- _Problem to work on_
Copy out every line of the data that has the word "bool" somewhere in it.

Saved entries
----
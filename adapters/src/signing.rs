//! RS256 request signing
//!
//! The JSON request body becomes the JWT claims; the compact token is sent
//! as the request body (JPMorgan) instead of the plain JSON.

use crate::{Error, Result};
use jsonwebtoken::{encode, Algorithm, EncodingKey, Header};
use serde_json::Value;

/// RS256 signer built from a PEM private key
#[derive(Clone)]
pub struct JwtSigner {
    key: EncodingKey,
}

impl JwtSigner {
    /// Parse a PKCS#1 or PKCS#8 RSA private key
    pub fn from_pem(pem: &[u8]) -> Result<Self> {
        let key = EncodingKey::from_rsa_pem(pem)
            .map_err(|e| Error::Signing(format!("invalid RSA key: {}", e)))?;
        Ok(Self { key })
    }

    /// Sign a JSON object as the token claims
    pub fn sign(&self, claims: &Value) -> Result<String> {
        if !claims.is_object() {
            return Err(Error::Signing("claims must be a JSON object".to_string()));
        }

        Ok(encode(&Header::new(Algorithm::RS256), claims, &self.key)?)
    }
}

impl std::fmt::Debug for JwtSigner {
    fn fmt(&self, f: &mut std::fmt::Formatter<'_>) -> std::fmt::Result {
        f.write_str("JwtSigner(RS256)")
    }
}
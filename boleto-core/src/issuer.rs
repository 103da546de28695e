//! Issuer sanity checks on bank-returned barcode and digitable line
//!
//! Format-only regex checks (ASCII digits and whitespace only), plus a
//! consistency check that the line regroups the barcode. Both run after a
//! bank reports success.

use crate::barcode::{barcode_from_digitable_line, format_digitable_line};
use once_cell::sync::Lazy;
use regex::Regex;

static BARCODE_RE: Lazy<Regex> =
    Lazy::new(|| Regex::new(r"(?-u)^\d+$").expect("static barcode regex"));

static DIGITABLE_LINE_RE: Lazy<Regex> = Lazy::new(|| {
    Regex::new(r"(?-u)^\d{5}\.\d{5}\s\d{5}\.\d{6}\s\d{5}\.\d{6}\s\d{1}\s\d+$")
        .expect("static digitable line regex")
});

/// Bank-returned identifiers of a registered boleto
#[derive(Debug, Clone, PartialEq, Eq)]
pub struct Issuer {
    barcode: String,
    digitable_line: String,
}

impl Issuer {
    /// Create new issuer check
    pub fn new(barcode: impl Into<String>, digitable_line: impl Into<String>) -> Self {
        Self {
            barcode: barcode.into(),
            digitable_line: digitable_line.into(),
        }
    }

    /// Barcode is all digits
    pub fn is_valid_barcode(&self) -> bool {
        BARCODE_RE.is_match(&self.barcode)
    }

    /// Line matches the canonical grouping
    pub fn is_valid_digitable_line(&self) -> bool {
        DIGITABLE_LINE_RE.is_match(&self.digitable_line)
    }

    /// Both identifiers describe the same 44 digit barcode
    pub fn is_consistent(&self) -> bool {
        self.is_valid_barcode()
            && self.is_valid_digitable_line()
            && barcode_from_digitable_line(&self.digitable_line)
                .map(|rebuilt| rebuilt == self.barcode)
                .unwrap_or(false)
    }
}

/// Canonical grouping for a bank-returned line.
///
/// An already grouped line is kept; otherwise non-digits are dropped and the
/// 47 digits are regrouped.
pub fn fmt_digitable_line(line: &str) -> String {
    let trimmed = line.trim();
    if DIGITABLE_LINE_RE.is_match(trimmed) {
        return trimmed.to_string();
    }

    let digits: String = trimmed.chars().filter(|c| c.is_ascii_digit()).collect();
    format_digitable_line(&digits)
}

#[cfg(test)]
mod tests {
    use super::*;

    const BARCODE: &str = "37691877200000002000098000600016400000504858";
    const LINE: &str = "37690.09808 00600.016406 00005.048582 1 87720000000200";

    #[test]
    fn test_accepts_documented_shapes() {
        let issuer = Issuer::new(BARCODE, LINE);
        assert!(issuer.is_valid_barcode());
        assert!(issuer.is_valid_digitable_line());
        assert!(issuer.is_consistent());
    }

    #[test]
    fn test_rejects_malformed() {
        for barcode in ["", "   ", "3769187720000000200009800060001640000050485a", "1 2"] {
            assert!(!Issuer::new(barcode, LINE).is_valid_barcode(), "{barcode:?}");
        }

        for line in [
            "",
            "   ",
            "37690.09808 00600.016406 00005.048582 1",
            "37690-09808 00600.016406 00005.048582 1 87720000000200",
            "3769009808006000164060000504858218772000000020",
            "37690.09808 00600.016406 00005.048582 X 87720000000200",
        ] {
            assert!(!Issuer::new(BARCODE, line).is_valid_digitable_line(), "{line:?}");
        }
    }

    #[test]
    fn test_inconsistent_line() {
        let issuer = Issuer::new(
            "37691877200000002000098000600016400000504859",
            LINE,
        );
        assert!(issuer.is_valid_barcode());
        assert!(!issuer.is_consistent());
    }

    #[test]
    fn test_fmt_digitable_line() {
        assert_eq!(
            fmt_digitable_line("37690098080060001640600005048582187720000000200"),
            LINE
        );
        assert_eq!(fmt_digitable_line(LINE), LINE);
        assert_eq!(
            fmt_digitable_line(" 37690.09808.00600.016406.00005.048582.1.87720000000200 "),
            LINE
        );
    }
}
----
- _Solution for this task_
    pub fn is_valid_barcode(&self) -> bool {
    pub fn is_valid_digitable_line(&self) -> bool {
    pub fn is_consistent(&self) -> bool {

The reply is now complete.